Artificial Intelligence and Machine Learning in Healthcare
W03 - A showcase of selected approaches to AI/ML in healthcare
AI/ML showcase notebook and the corresponding lecture video:
Articles to be studied in groups:
Theme A - Gene-disease associations
- paper: The DisGeNET knowledge platform for disease genomics: 2019 update
- group: Sofiia Serediuk, Ondřej Sloup, Samuel Šuĺan
Theme B - Biomedical text mining
- paper: BioBERT: a pre-trained biomedical language representation model for biomedical text mining
- group: Patrik Begáň, Jan Halas, Tomášs Houfek
Theme C - Drug interactions
- paper: Modeling polypharmacy side effects with graph convolutional networks
- group: Marek Toma
Theme D - Skin lesion classification
- paper: Dermatologist-level classification of skin cancer with deep neural networks
- group: Jana Dudášová, Petr Kadlec, Ondřej Lošťák
Theme E - Denoising imaging data
- paper: PET image denoising using unsupervised deep learning
- group: Kateřina Čížková, Luboš Řehounek (theme proposer), Hana Vanovčanová
How and what to study, what to present before the first hackathon:
- At first, each member of the group will thoroughly study the paper on their own (ca. the first two weeks). Feel free to reach out to each other and sync if you want to, though.

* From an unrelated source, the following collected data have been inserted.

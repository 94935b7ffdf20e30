//! Manifest object model
//!
//! The controller produces a closed set of cluster object kinds. Keeping the
//! union closed means every kind the store can be asked to create, update, or
//! delete is known at compile time; unknown kinds are rejected at the
//! renderer boundary instead of dispatched dynamically.

use k8s_openapi::api::apps::v1::{Deployment, StatefulSet};
use k8s_openapi::api::core::v1::{ConfigMap, Secret, Service, ServiceAccount};
use k8s_openapi::api::networking::v1::Ingress;
use k8s_openapi::apimachinery::pkg::apis::meta::v1::ObjectMeta;

/// Kinds of cluster objects the controller owns.
#[derive(Debug, Clone, Copy, PartialEq, Eq, PartialOrd, Ord, Hash)]
pub enum ManifestKind {
    /// Component configuration
    ConfigMap,

    /// Credential material (CA and leaf certificates)
    Secret,

    /// Network-exposed service
    Service,

    /// Service identity
    ServiceAccount,

    /// Stateless workload
    Deployment,

    /// Replicated, ordered workload
    StatefulSet,

    /// Ingress route
    Ingress,
}

impl ManifestKind {
    /// Kind name as it appears on the wire.
    pub fn as_str(&self) -> &'static str {
        match self {
            ManifestKind::ConfigMap => "ConfigMap",
            ManifestKind::Secret => "Secret",
            ManifestKind::Service => "Service",
            ManifestKind::ServiceAccount => "ServiceAccount",
            ManifestKind::Deployment => "Deployment",
            ManifestKind::StatefulSet => "StatefulSet",
            ManifestKind::Ingress => "Ingress",
        }
    }
}

impl std::fmt::Display for ManifestKind {
    fn fmt(&self, f: &mut std::fmt::Formatter<'_>) -> std::fmt::Result {
        f.write_str(self.as_str())
    }
}

/// Reference to an owned cluster object, sufficient to delete it.
#[derive(Debug, Clone, PartialEq, Eq)]
pub struct ObjectRef {
    /// Object kind
    pub kind: ManifestKind,

    /// Object namespace
    pub namespace: String,

    /// Object name
    pub name: String,
}

impl std::fmt::Display for ObjectRef {
    fn fmt(&self, f: &mut std::fmt::Formatter<'_>) -> std::fmt::Result {
        write!(f, "{} {}/{}", self.kind, self.namespace, self.name)
    }
}

/// A concrete cluster object the controller creates and owns.
///
/// Transient: produced per reconcile, never persisted beyond apply.
#[derive(Debug, Clone, PartialEq)]
pub enum ManifestObject {
    /// Component configuration
    ConfigMap(ConfigMap),

    /// Credential material
    Secret(Secret),

    /// Network-exposed service
    Service(Service),

    /// Service identity
    ServiceAccount(ServiceAccount),

    /// Stateless workload
    Deployment(Deployment),

    /// Replicated, ordered workload
    StatefulSet(StatefulSet),

    /// Ingress route
    Ingress(Ingress),
}

impl ManifestObject {
    /// Kind of the wrapped object.
    pub fn kind(&self) -> ManifestKind {
        match self {
            ManifestObject::ConfigMap(_) => ManifestKind::ConfigMap,
            ManifestObject::Secret(_) => ManifestKind::Secret,
            ManifestObject::Service(_) => ManifestKind::Service,
            ManifestObject::ServiceAccount(_) => ManifestKind::ServiceAccount,
            ManifestObject::Deployment(_) => ManifestKind::Deployment,
            ManifestObject::StatefulSet(_) => ManifestKind::StatefulSet,
            ManifestObject::Ingress(_) => ManifestKind::Ingress,
        }
    }

    /// Shared object metadata.
    pub fn metadata(&self) -> &ObjectMeta {
        match self {
            ManifestObject::ConfigMap(o) => &o.metadata,
            ManifestObject::Secret(o) => &o.metadata,
            ManifestObject::Service(o) => &o.metadata,
            ManifestObject::ServiceAccount(o) => &o.metadata,
            ManifestObject::Deployment(o) => &o.metadata,
            ManifestObject::StatefulSet(o) => &o.metadata,
            ManifestObject::Ingress(o) => &o.metadata,
        }
    }

    /// Mutable object metadata.
    pub fn metadata_mut(&mut self) -> &mut ObjectMeta {
        match self {
            ManifestObject::ConfigMap(o) => &mut o.metadata,
            ManifestObject::Secret(o) => &mut o.metadata,
            ManifestObject::Service(o) => &mut o.metadata,
            ManifestObject::ServiceAccount(o) => &mut o.metadata,
            ManifestObject::Deployment(o) => &mut o.metadata,
            ManifestObject::StatefulSet(o) => &mut o.metadata,
            ManifestObject::Ingress(o) => &mut o.metadata,
        }
    }

    /// Object name; empty when unset.
    pub fn name(&self) -> &str {
        self.metadata().name.as_deref().unwrap_or("")
    }

    /// Object namespace; empty when unset.
    pub fn namespace(&self) -> &str {
        self.metadata().namespace.as_deref().unwrap_or("")
    }

    /// Server-assigned unique id, present on live objects.
    pub fn uid(&self) -> Option<&str> {
        self.metadata().uid.as_deref()
    }

    /// Deletable reference to this object.
    pub fn object_ref(&self) -> ObjectRef {
        ObjectRef {
            kind: self.kind(),
            namespace: self.namespace().to_string(),
            name: self.name().to_string(),
        }
    }
}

- During this period of primarily independent work, each of you will prepare a "lightning talk" (max. 3 minutes).
- These will be presented in one of the regular group meetings (in week 05).
- Points to be addressed by the lightning talks:
- What is the problem addressed by the paper, and its broader context?
- Why is the problem relevant?
- Why hadn't the problem been solved before?
- What is the presented solution about?
- How does it differ from related works?
- How can the approach be extended and/or used in your own work?
- What is the problem addressed by the paper, and its broader context?
- After the lightning talks, you'll jointly work on a "big" presentation (max. 15 minutes, including discussion).
- This will be expected to introduce the paper to a general audience (meaning you should assume your audience has very little context and may have limited understanding of the corresponding domain and/or technical issues) - this is harder than it seems, so don't underestimate it!
- Possible ways to distribute the workload (all done iteratively and in a collaborative manner, using for instance Google Slides):
- One person defines the overall structure and drafts the presentation
- One person deals with the graphics
- One person fills in the details and presents
- Each of you plays a "devil's advocate" towards the work of the others.
- Last but not least, you'll jointly identify an interesting problem based on the studied paper as a possible theme of your project and suggest one or more papers that may help you solve the problem (this is to conclude the paper presentation and motivate your hackathon efforts).